Drawing from Memory: Hand-Eye Coordination at Multiple Scales

Eyes move to gather visual information for the purpose of guiding behavior. This guidance takes the form of perceptual-motor interactions on short timescales for behaviors like locomotion and hand-eye coordination. More complex behaviors require perceptual-motor interactions on longer timescales mediated by memory, such as navigation, or designing and building artifacts. In the present study, the task of sketching images of natural scenes from memory was used to examine and compare perceptual-motor interactions on shorter and longer timescales. Eye and pen trajectories were found to be coordinated in time on shorter timescales during drawing, and also on longer timescales spanning study and drawing periods. The latter type of coordination was found by developing a purely spatial analysis that yielded measures of similarity between images, eye trajectories, and pen trajectories. These results challenge the notion that coordination only unfolds on short timescales. Rather, the task of drawing from memory evokes perceptual-motor encodings of visual images that preserve coarse-grained spatial information over relatively long timescales as well.

眼球运动的核心功能为采集视觉信息，以指导行为活动。
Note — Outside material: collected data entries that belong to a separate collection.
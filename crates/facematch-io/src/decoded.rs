//! Decoded image type and pixel statistics.

use facematch_core::{ImageRef, ImageView};

/// Fraction of near-black pixels above which an image counts as dark.
const DARK_THRESHOLD_PCT: f32 = 0.95;

/// A decoded grayscale image.
#[derive(Clone)]
pub struct DecodedImage {
    pub source: ImageRef,
    /// Grayscale pixel data (width * height bytes).
    pub data: Vec<u8>,
    pub width: u32,
    pub height: u32,
}

impl DecodedImage {
    /// Borrow as the view detectors consume.
    pub fn view(&self) -> ImageView<'_> {
        ImageView {
            source: &self.source,
            data: &self.data,
            width: self.width,
            height: self.height,
        }
    }

    /// Average pixel brightness (0.0–255.0).
    pub fn avg_brightness(&self) -> f32 {
        if self.data.is_empty() {
            return 0.0;
        }
        self.data.iter().map(|&b| b as f32).sum::<f32>() / self.data.len() as f32
    }

    /// Underexposed images rarely yield usable faces; detectors still run.
    pub fn is_dark(&self) -> bool {
        is_dark(&self.data, DARK_THRESHOLD_PCT)
    }
}

impl std::fmt::Debug for DecodedImage {
    fn fmt(&self, f: &mut std::fmt::Formatter<'_>) -> std::fmt::Result {
        f.debug_struct("DecodedImage")
            .field("source", &self.source)
            .field("width", &self.width)
            .field("height", &self.height)
            .finish()
    }
}

/// True if more than `threshold_pct` of pixels fall in the darkest bucket (0–31).
pub fn is_dark(gray: &[u8], threshold_pct: f32) -> bool {
    if gray.is_empty() {
        return true;
    }
    let dark_count = gray.iter().filter(|&&p| p < 32).count();
    (dark_count as f32 / gray.len() as f32) > threshold_pct
}
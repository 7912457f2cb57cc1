//! Image loading with bounded retry.

use crate::decoded::DecodedImage;
use facematch_core::ImageRef;
use std::path::{Path, PathBuf};
use std::time::Duration;
use thiserror::Error;

pub const DEFAULT_MAX_ATTEMPTS: u32 = 3;
pub const DEFAULT_RETRY_DELAY: Duration = Duration::from_millis(50);

#[derive(Error, Debug)]
pub enum LoadError {
    #[error("image not found: {0}")]
    NotFound(String),
    #[error("decode failed for {source_ref}: {reason}")]
    DecodeFailed { source_ref: String, reason: String },
    #[error("read failed for {source_ref}: {reason}")]
    Transient { source_ref: String, reason: String },
    #[error("giving up on {source_ref} after {attempts} attempts: {last}")]
    RetriesExhausted {
        source_ref: String,
        attempts: u32,
        last: Box<LoadError>,
    },
}

impl LoadError {
    /// Only transient read failures are worth another attempt.
    pub fn is_transient(&self) -> bool {
        matches!(self, LoadError::Transient { .. })
    }
}

/// Resolves an image reference to decoded pixels.
pub trait ImageLoader: Send {
    fn load(&self, source: &ImageRef) -> Result<DecodedImage, LoadError>;
}

impl<L: ImageLoader + ?Sized> ImageLoader for Box<L> {
    fn load(&self, source: &ImageRef) -> Result<DecodedImage, LoadError> {
        (**self).load(source)
    }
}

/// Loads images from the local filesystem, optionally relative to a root.
///
/// Accepts plain paths and `file://` URLs.
#[derive(Debug, Clone, Default)]
pub struct FsImageLoader {
    root: Option<PathBuf>,
}

impl FsImageLoader {
    pub fn new() -> Self {
        Self::default()
    }

    pub fn with_root(root: impl Into<PathBuf>) -> Self {
        Self { root: Some(root.into()) }
    }

    /// Filesystem path for a reference.
    pub fn resolve(&self, source: &ImageRef) -> PathBuf {
        let raw = source.as_str();
        let raw = raw.strip_prefix("file://").unwrap_or(raw);
        let path = Path::new(raw);
        match &self.root {
            Some(root) if path.is_relative() => root.join(path),
            _ => path.to_path_buf(),
        }
    }
}

impl ImageLoader for FsImageLoader {
    fn load(&self, source: &ImageRef) -> Result<DecodedImage, LoadError> {
        let path = self.resolve(source);
        if !path.exists() {
            return Err(LoadError::NotFound(path.display().to_string()));
        }

        let decoded = image::open(&path).map_err(|e| match e {
            image::ImageError::IoError(io) => LoadError::Transient {
                source_ref: source.to_string(),
                reason: io.to_string(),
            },
            other => LoadError::DecodeFailed {
                source_ref: source.to_string(),
                reason: other.to_string(),
            },
        })?;

        let gray = decoded.to_luma8();
        let (width, height) = (gray.width(), gray.height());
        if width == 0 || height == 0 {
            return Err(LoadError::DecodeFailed {
                source_ref: source.to_string(),
                reason: "image has zero area".to_string(),
            });
        }

        tracing::debug!(source = %source, width, height, "image decoded");

        Ok(DecodedImage {
            source: source.clone(),
            data: gray.into_raw(),
            width,
            height,
        })
    }
}

/// Wraps a loader with a fixed retry policy for transient failures.
pub struct RetryingLoader<L> {
    inner: L,
    max_attempts: u32,
    delay: Duration,
}

impl<L: ImageLoader> RetryingLoader<L> {
    pub fn new(inner: L) -> Self {
        Self {
            inner,
            max_attempts: DEFAULT_MAX_ATTEMPTS,
            delay: DEFAULT_RETRY_DELAY,
        }
    }

    pub fn with_policy(inner: L, max_attempts: u32, delay: Duration) -> Self {
        Self {
            inner,
            max_attempts: max_attempts.max(1),
            delay,
        }
    }
}

impl<L: ImageLoader> ImageLoader for RetryingLoader<L> {
    fn load(&self, source: &ImageRef) -> Result<DecodedImage, LoadError> {
        let mut attempt = 1;
        loop {
            match self.inner.load(source) {
                Ok(img) => return Ok(img),
                Err(e) if !e.is_transient() => return Err(e),
                Err(e) if attempt >= self.max_attempts => {
                    return Err(LoadError::RetriesExhausted {
                        source_ref: source.to_string(),
                        attempts: attempt,
                        last: Box::new(e),
                    });
                }
                Err(e) => {
                    tracing::warn!(source = %source, attempt, error = %e, "image load failed; retrying");
                    std::thread::sleep(self.delay);
                    attempt += 1;
                }
            }
        }
    }
}
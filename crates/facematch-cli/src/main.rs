use anyhow::{bail, Context, Result};
use clap::{Parser, Subcommand};
use facematch_core::ImageRef;
use facematch_engine::{
    BatchOutcome, Engine, EngineConfig, Photo, ProfileRecords, ProgressEvent,
};
use facematch_io::{FsImageLoader, SidecarDetector};
use std::path::PathBuf;
use tokio_util::sync::CancellationToken;
use tracing_subscriber::EnvFilter;

#[derive(Parser)]
#[command(name = "facematch", about = "Face profile enrollment and photo matching")]
struct Cli {
    /// TOML config file; FACEMATCH_* variables override it
    #[arg(short, long, global = true)]
    config: Option<PathBuf>,

    /// Profile database (defaults to $XDG_DATA_HOME/facematch/profiles.db)
    #[arg(long, global = true)]
    db: Option<PathBuf>,

    /// Directory relative image paths are resolved against
    #[arg(long, global = true)]
    root: Option<PathBuf>,

    #[command(subcommand)]
    command: Commands,
}

#[derive(Subcommand)]
enum Commands {
    /// Build a profile from reference images, replacing any existing one
    Enroll {
        owner: String,
        #[arg(required = true)]
        images: Vec<String>,
    },
    /// Add reference images to a profile
    Add {
        owner: String,
        #[arg(required = true)]
        images: Vec<String>,
    },
    /// Remove reference images from a profile
    Remove {
        owner: String,
        #[arg(required = true)]
        images: Vec<String>,
    },
    /// Drop low-quality observations from a profile
    Optimize {
        owner: String,
        #[arg(long, default_value_t = 0.6)]
        min_quality: f32,
    },
    /// Delete a profile
    Delete { owner: String },
    /// Show one profile, or list all
    Show { owner: Option<String> },
    /// Match photos against a profile
    Match {
        owner: String,
        #[arg(required = true)]
        photos: Vec<String>,
        /// Override the distance threshold for this run
        #[arg(long)]
        threshold: Option<f32>,
        /// Print results as JSON
        #[arg(long)]
        json: bool,
    },
    /// Print quality diagnostics for every face in an image
    Assess { image: String },
    /// Compare the best faces of two images
    Compare { a: String, b: String },
}

#[tokio::main]
async fn main() -> Result<()> {
    tracing_subscriber::fmt()
        .with_env_filter(EnvFilter::from_default_env())
        .with_writer(std::io::stderr)
        .init();

    let cli = Cli::parse();

    let mut config = match &cli.config {
        Some(path) => EngineConfig::load(path)?,
        None => EngineConfig::from_env(),
    };
    if let Some(db) = cli.db {
        config.db_path = Some(db);
    }
    let db_path = config.db_path();

    let fs = match cli.root {
        Some(root) => FsImageLoader::with_root(root),
        None => FsImageLoader::new(),
    };
    let engine = Engine::start(SidecarDetector::new(fs.clone()), fs, config)?;
    let records = ProfileRecords::open(&db_path)
        .await
        .with_context(|| format!("opening {}", db_path.display()))?;

    match cli.command {
        Commands::Enroll { owner, images } => {
            let profile = engine.store.create_profile(&owner, &to_refs(&images)).await?;
            records.save(profile.metadata()).await?;
            println!(
                "Enrolled {owner}: {} faces from {} images",
                profile.face_count(),
                profile.metadata().image_count
            );
        }
        Commands::Add { owner, images } => {
            restore(&engine, &records, &owner).await?;
            let profile = engine.store.add_observations(&owner, &to_refs(&images)).await?;
            records.save(profile.metadata()).await?;
            println!("{owner}: {} faces", profile.face_count());
        }
        Commands::Remove { owner, images } => {
            restore(&engine, &records, &owner).await?;
            let profile = engine.store.remove_observations(&owner, &to_refs(&images)).await?;
            records.save(profile.metadata()).await?;
            println!("{owner}: {} faces", profile.face_count());
        }
        Commands::Optimize { owner, min_quality } => {
            restore(&engine, &records, &owner).await?;
            let before = engine.store.get_profile(&owner).await.map(|p| p.face_count());
            let profile = engine.store.optimize(&owner, min_quality).await?;
            records.save(profile.metadata()).await?;
            if before == Some(profile.face_count()) {
                println!("{owner}: unchanged ({} faces)", profile.face_count());
            } else {
                println!("{owner}: {} faces after optimization", profile.face_count());
            }
        }
        Commands::Delete { owner } => {
            engine.store.delete_profile(&owner).await;
            if records.delete(&owner).await? {
                println!("Deleted {owner}");
            } else {
                println!("No profile for {owner}");
            }
        }
        Commands::Show { owner: Some(owner) } => match records.load(&owner).await? {
            Some(metadata) => println!("{}", serde_json::to_string_pretty(&metadata)?),
            None => bail!("no profile for {owner}"),
        },
        Commands::Show { owner: None } => {
            let all = records.list().await?;
            if all.is_empty() {
                println!("No profiles enrolled");
            }
            for m in all {
                println!(
                    "{:<24} faces={:<3} images={:<3} mean_quality={:.2} updated={}",
                    m.owner_id,
                    m.face_count,
                    m.image_count,
                    m.mean_quality,
                    m.updated_at.format("%Y-%m-%d %H:%M")
                );
            }
        }
        Commands::Match {
            owner,
            photos,
            threshold,
            json,
        } => {
            restore(&engine, &records, &owner).await?;
            if let Some(t) = threshold {
                engine.matcher.set_distance_threshold(t);
            }
            run_match(&engine, &owner, &photos, json).await?;
        }
        Commands::Assess { image } => {
            let observations = engine.matcher.assess_image(&ImageRef::new(image.as_str())).await?;
            if observations.is_empty() {
                println!("No faces detected in {image}");
            }
            for (i, obs) in observations.iter().enumerate() {
                let m = obs.quality_metrics();
                println!(
                    "face {i}: score={:.3} accepted={} strategy={} size={:.0} size_ok={} confidence_ok={} landmarks_ok={} descriptor_ok={} sharpness={:.2} frontality={:.2} eyes_open={}",
                    obs.quality_score(),
                    obs.accepted(),
                    obs.strategy,
                    obs.face_size(),
                    m.size_ok,
                    m.confidence_ok,
                    m.landmarks_ok,
                    m.descriptor_ok,
                    m.sharpness,
                    m.frontality,
                    m.eyes_open,
                );
            }
        }
        Commands::Compare { a, b } => {
            let pair = engine
                .matcher
                .compare_images(&ImageRef::new(a.as_str()), &ImageRef::new(b.as_str()))
                .await?;
            println!("{}", serde_json::to_string_pretty(&pair)?);
        }
    }

    Ok(())
}

fn to_refs(paths: &[String]) -> Vec<ImageRef> {
    paths.iter().map(|p| ImageRef::new(p.as_str())).collect()
}

/// Bring a persisted profile back into the in-process store.
async fn restore(engine: &Engine, records: &ProfileRecords, owner: &str) -> Result<()> {
    if engine.store.has_profile(owner).await {
        return Ok(());
    }
    let Some(metadata) = records.load(owner).await? else {
        bail!("no profile for {owner}; run `facematch enroll` first");
    };
    engine
        .store
        .restore(&metadata)
        .await
        .with_context(|| format!("rebuilding profile for {owner}"))?;
    Ok(())
}

async fn run_match(engine: &Engine, owner: &str, photos: &[String], json: bool) -> Result<()> {
    let photos: Vec<Photo> = photos
        .iter()
        .map(|p| Photo::from(ImageRef::new(p.as_str())))
        .collect();

    let cancel = CancellationToken::new();
    let on_ctrl_c = cancel.clone();
    tokio::spawn(async move {
        if tokio::signal::ctrl_c().await.is_ok() {
            on_ctrl_c.cancel();
        }
    });

    let (tx, mut rx) = engine.progress_channel();
    let printer = tokio::spawn(async move {
        while let Some(event) = rx.recv().await {
            match event {
                ProgressEvent::Processing { current, total, photo_id, eta_ms } => {
                    let eta = eta_ms.map(|ms| format!(" eta {}s", ms / 1000)).unwrap_or_default();
                    eprintln!("[{current}/{total}] {photo_id}{eta}");
                }
                ProgressEvent::Completed { total_matches, average_confidence, elapsed_ms, failed_photos } => {
                    eprintln!(
                        "done: {total_matches} matches, avg confidence {average_confidence:.2}, {failed_photos} failed, {elapsed_ms} ms"
                    );
                }
                ProgressEvent::Cancelled { processed, total } => {
                    eprintln!("cancelled after {processed}/{total}");
                }
                _ => {}
            }
        }
    });

    let outcome = engine.matcher.match_all(&photos, owner, Some(&tx), &cancel).await;
    drop(tx);
    let _ = printer.await;

    match outcome? {
        BatchOutcome::Cancelled => bail!("matching cancelled"),
        BatchOutcome::Completed(matches) if json => {
            println!("{}", serde_json::to_string_pretty(&matches)?);
        }
        BatchOutcome::Completed(matches) => {
            for m in &matches {
                println!(
                    "{}\tconfidence={:.3}\tdistance={:.3}{}",
                    m.photo_id,
                    m.result.confidence,
                    m.result.distance,
                    if m.result.matched { "" } else { "\t(no match)" }
                );
            }
        }
    }
    Ok(())
}
impl ProfileStore {
    pub fn new(detector: DetectorHandle, assessor: QualityAssessor, settings: MatchSettings) -> Self {
        Self {
            detector,
            assessor,
            strategy: settings.strategy,
            threshold: SharedThreshold::new(settings.threshold),
            profiles: RwLock::new(HashMap::new()),
            writers: Mutex::new(HashMap::new()),
        }
    }

    /// The distance threshold recorded in rebuilt profiles. Batch matchers
    /// share it so a runtime change shows up in later metadata.
    pub fn threshold(&self) -> SharedThreshold {
        self.threshold.clone()
    }

    /// Build a profile from scratch, replacing any existing one for `owner_id`.
    ///
    /// Keeps the best accepted face of each image. On failure the previous
    /// profile, if any, stays installed.
    pub async fn create_profile(
        &self,
        owner_id: &str,
        images: &[ImageRef],
    ) -> Result<Arc<FaceProfile>, EngineError> {
        let lock = self.writer(owner_id).await;
        let _guard = lock.lock().await;
        self.build_fresh(owner_id, images, None).await
    }

    /// Recreate a profile from persisted metadata by re-running detection
    /// over its recorded source images.
    pub async fn restore(&self, metadata: &ProfileMetadata) -> Result<Arc<FaceProfile>, EngineError> {
        let lock = self.writer(&metadata.owner_id).await;
        let _guard = lock.lock().await;
        self.build_fresh(&metadata.owner_id, &metadata.source_images, Some(metadata.created_at))
            .await
    }

    /// Add images to an existing profile.
    ///
    /// Images the profile already examined are skipped; the rest are
    /// detected and the profile is rebuilt from the combined observations.
    pub async fn add_observations(
        &self,
        owner_id: &str,
        images: &[ImageRef],
    ) -> Result<Arc<FaceProfile>, EngineError> {
        let lock = self.writer(owner_id).await;
        let _guard = lock.lock().await;
        let current = self.require(owner_id).await?;

        let fresh: Vec<ImageRef> = dedup(images)
            .into_iter()
            .filter(|img| !current.examined_images().contains(img))
            .collect();
        let (added, detected) = self
            .detect_images(&fresh, current.next_ingest_index())
            .await?;

        tracing::info!(
            owner = owner_id,
            requested = images.len(),
            examined = detected.len(),
            accepted = added.len(),
            "adding observations"
        );

        let mut observations = current.observations().to_vec();
        observations.extend(added);
        let mut examined = current.examined_images().to_vec();
        examined.extend(detected);

        let profile = FaceProfile::build(
            owner_id,
            observations,
            examined,
            Some(current.metadata().created_at),
            self.settings(),
        )?;
        Ok(self.install(profile).await)
    }

    /// Drop every observation that came from one of `sources`.
    pub async fn remove_observations(
        &self,
        owner_id: &str,
        sources: &[ImageRef],
    ) -> Result<Arc<FaceProfile>, EngineError> {
        let lock = self.writer(owner_id).await;
        let _guard = lock.lock().await;
        let current = self.require(owner_id).await?;

        let remaining: Vec<ProfileObservation> = current
            .observations()
            .iter()
            .filter(|o| !sources.contains(o.source()))
            .cloned()
            .collect();
        if remaining.len() < MIN_OBSERVATIONS {
            return Err(EngineError::WouldInvalidateProfile {
                remaining: remaining.len(),
                required: MIN_OBSERVATIONS,
            });
        }

        let examined: Vec<ImageRef> = current
            .examined_images()
            .iter()
            .filter(|img| !sources.contains(*img))
            .cloned()
            .collect();

        tracing::info!(
            owner = owner_id,
            removed = current.face_count() - remaining.len(),
            remaining = remaining.len(),
            "removing observations"
        );

        let profile = FaceProfile::build(
            owner_id,
            remaining,
            examined,
            Some(current.metadata().created_at),
            self.settings(),
        )?;
        Ok(self.install(profile).await)
    }

    /// Drop observations scoring below `min_quality`.
    ///
    /// Returns the current profile untouched when nothing would be dropped
    /// or fewer than [`MIN_OBSERVATIONS`] would remain.
    pub async fn optimize(
        &self,
        owner_id: &str,
        min_quality: f32,
    ) -> Result<Arc<FaceProfile>, EngineError> {
        let lock = self.writer(owner_id).await;
        let _guard = lock.lock().await;
        let current = self.require(owner_id).await?;

        let kept: Vec<ProfileObservation> = current
            .observations()
            .iter()
            .filter(|o| o.quality() >= min_quality)
            .cloned()
            .collect();

        if kept.len() == current.face_count() || kept.len() < MIN_OBSERVATIONS {
            tracing::debug!(
                owner = owner_id,
                min_quality,
                would_keep = kept.len(),
                "optimize left profile unchanged"
            );
            return Ok(current);
        }

        tracing::info!(
            owner = owner_id,
            min_quality,
            dropped = current.face_count() - kept.len(),
            "optimizing profile"
        );

        let profile = FaceProfile::build(
            owner_id,
            kept,
            current.examined_images().to_vec(),
            Some(current.metadata().created_at),
            self.settings(),
        )?;
        Ok(self.install(profile).await)
    }

    /// Remove a profile. Returns whether one existed.
    pub async fn delete_profile(&self, owner_id: &str) -> bool {
        let lock = self.writer(owner_id).await;
        let removed = {
            let _guard = lock.lock().await;
            self.profiles.write().await.remove(owner_id).is_some()
        };
        drop(lock);

        let mut writers = self.writers.lock().await;
        if writers.get(owner_id).is_some_and(|w| Arc::strong_count(w) == 1) {
            writers.remove(owner_id);
        }
        drop(writers);

        if removed {
            tracing::info!(owner = owner_id, "profile deleted");
        }
        removed
    }

    pub async fn get_profile(&self, owner_id: &str) -> Option<Arc<FaceProfile>> {
        self.profiles.read().await.get(owner_id).cloned()
    }

    pub async fn has_profile(&self, owner_id: &str) -> bool {
        self.profiles.read().await.contains_key(owner_id)
    }

    /// Images that contributed to the profile, copied out.
    pub async fn profile_images(&self, owner_id: &str) -> Vec<ImageRef> {
        self.get_profile(owner_id)
            .await
            .map(|p| p.metadata().source_images.clone())
            .unwrap_or_default()
    }

    async fn writer(&self, owner_id: &str) -> Arc<Mutex<()>> {
        let mut writers = self.writers.lock().await;
        writers.entry(owner_id.to_string()).or_default().clone()
    }

    fn settings(&self) -> MatchSettings {
        MatchSettings { strategy: self.strategy, threshold: self.threshold.get() }
    }

    async fn require(&self, owner_id: &str) -> Result<Arc<FaceProfile>, EngineError> {
        self.get_profile(owner_id)
            .await
            .ok_or_else(|| EngineError::ProfileNotFound(owner_id.to_string()))
    }

    async fn build_fresh(
        &self,
        owner_id: &str,
        images: &[ImageRef],
        created_at: Option<DateTime<Utc>>,
    ) -> Result<Arc<FaceProfile>, EngineError> {
        let (observations, examined) = self.detect_images(&dedup(images), 0).await?;

        let profile =
            match FaceProfile::build(owner_id, observations, examined, created_at, self.settings()) {
                Ok(p) => p,
                Err(e) => {
                    tracing::warn!(owner = owner_id, error = %e, "profile not created");
                    return Err(e);
                }
            };
        Ok(self.install(profile).await)
    }

    /// Best accepted observation per image, plus the images detection
    /// actually ran on. A failed image is logged and left out of both so a
    /// later add retries it; a dead worker is fatal.
    async fn detect_images(
        &self,
        images: &[ImageRef],
        first_index: usize,
    ) -> Result<(Vec<ProfileObservation>, Vec<ImageRef>), EngineError> {
        let mut observations = Vec::new();
        let mut examined = Vec::with_capacity(images.len());
        for image in images {
            let detection = match self.detector.detect(image.clone()).await {
                Ok(d) => d,
                Err(EngineError::WorkerClosed) => return Err(EngineError::WorkerClosed),
                Err(e) => {
                    tracing::warn!(image = %image, error = %e, "skipping reference image");
                    continue;
                }
            };
            examined.push(image.clone());
            match self
                .assessor
                .best_accepted(detection.faces, detection.strategy, image)
            {
                Some(observation) => observations.push(ProfileObservation {
                    ingest_index: first_index + observations.len(),
                    observation,
                }),
                None => tracing::debug!(image = %image, "no accepted face in reference image"),
            }
        }
        Ok((observations, examined))
    }

    async fn install(&self, profile: FaceProfile) -> Arc<FaceProfile> {
        let profile = Arc::new(profile);
        let previous = self
            .profiles
            .write()
            .await
            .insert(profile.owner_id().to_string(), profile.clone());
        tracing::info!(
            owner = profile.owner_id(),
            faces = profile.face_count(),
            images = profile.metadata().image_count,
            mean_quality = profile.metadata().mean_quality,
            replaced = previous.is_some(),
            "profile installed"
        );
        profile
    }
}
//! In-memory detector and loader fakes for engine tests.

use facematch_core::{DetectionStrategy, DetectorError, FaceDetector, ImageRef, ImageView, RawFace};
use facematch_io::{DecodedImage, ImageLoader, LoadError};
use std::collections::{HashMap, HashSet};
use std::sync::{Arc, Mutex};
use tokio_util::sync::CancellationToken;

/// Shared record of every detector call, in call order.
#[derive(Clone, Default)]
pub struct CallLog(Arc<Mutex<Vec<String>>>);

impl CallLog {
    fn push(&self, source: &ImageRef) {
        self.0.lock().unwrap().push(source.to_string());
    }

    /// One entry per detector call.
    pub fn images(&self) -> Vec<String> {
        self.0.lock().unwrap().clone()
    }

    pub fn distinct(&self) -> HashSet<String> {
        self.images().into_iter().collect()
    }
}

/// Answers the first strategy with canned faces per image; unknown images have none.
pub struct ScriptedDetector {
    faces: HashMap<String, Vec<RawFace>>,
    failing: HashSet<String>,
    /// Detector calls left to fail per image before it starts answering.
    flaky: HashMap<String, usize>,
    cancel_after: Option<(String, CancellationToken)>,
    calls: CallLog,
}

impl ScriptedDetector {
    pub fn new() -> Self {
        Self {
            faces: HashMap::new(),
            failing: HashSet::new(),
            flaky: HashMap::new(),
            cancel_after: None,
            calls: CallLog::default(),
        }
    }

    pub fn with_faces(mut self, image: &str, faces: Vec<RawFace>) -> Self {
        self.faces.insert(image.to_string(), faces);
        self
    }

    pub fn with_failure(mut self, image: &str) -> Self {
        self.failing.insert(image.to_string());
        self
    }

    /// Fail the first `calls` detector calls for `image`, then answer normally.
    pub fn with_transient_failure(mut self, image: &str, calls: usize) -> Self {
        self.flaky.insert(image.to_string(), calls);
        self
    }

    /// Cancel `token` while detecting `image`, as a user pressing stop mid-batch.
    pub fn cancelling_at(mut self, image: &str, token: CancellationToken) -> Self {
        self.cancel_after = Some((image.to_string(), token));
        self
    }

    pub fn calls(&self) -> CallLog {
        self.calls.clone()
    }
}

impl FaceDetector for ScriptedDetector {
    fn detect(
        &mut self,
        image: ImageView<'_>,
        strategy: DetectionStrategy,
    ) -> Result<Vec<RawFace>, DetectorError> {
        self.calls.push(image.source);
        let key = image.source.as_str();

        if let Some((at, token)) = &self.cancel_after {
            if at == key {
                token.cancel();
            }
        }
        if let Some(left) = self.flaky.get_mut(key).filter(|left| **left > 0) {
            *left -= 1;
            return Err(DetectorError::Failed(format!("transient failure for {key}")));
        }
        if self.failing.contains(key) {
            return Err(DetectorError::Failed(format!("scripted failure for {key}")));
        }
        if strategy != DetectionStrategy::SsdHighAccuracy {
            return Ok(Vec::new());
        }
        Ok(self.faces.get(key).cloned().unwrap_or_default())
    }
}

/// Decodes every reference to a small mid-grey image unless marked missing.
#[derive(Default)]
pub struct StubLoader {
    missing: HashSet<String>,
}

impl StubLoader {
    pub fn new() -> Self {
        Self::default()
    }

    pub fn with_missing(mut self, image: &str) -> Self {
        self.missing.insert(image.to_string());
        self
    }
}

impl ImageLoader for StubLoader {
    fn load(&self, source: &ImageRef) -> Result<DecodedImage, LoadError> {
        if self.missing.contains(source.as_str()) {
            return Err(LoadError::NotFound(source.to_string()));
        }
        Ok(DecodedImage {
            source: source.clone(),
            data: vec![128; 16],
            width: 4,
            height: 4,
        })
    }
}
这类指导以感知运动交互（perceptual-motor interaction）的形式，在短时间尺度上支撑行进、手眼协调等基础行为。更为复杂的行为则需要依托记忆介导的长时尺度感知运动交互，例如导航、设计与建造人工制品。本研究采用从记忆中绘制自然场景图像的任务，旨在考察并对比短、长时尺度下的感知运动交互。研究结果显示，在绘画过程的短时尺度内，眼球与笔的运动轨迹存在时间维度的协同；而在涵盖图像学习与绘画阶段的长时尺度中，二者同样存在协同效应。后一类协同效应通过构建纯空间分析方法得以识别，该方法可计算图像、眼球运动轨迹与笔运动轨迹三者间的相似性量化指标。上述结果挑战了"协同仅发生于短时尺度"的既有认知。进一步而言，从记忆中绘画的任务会唤起视觉图像的感知运动编码，这类编码同样能够在相对较长的时间尺度上保留粗粒度空间信息。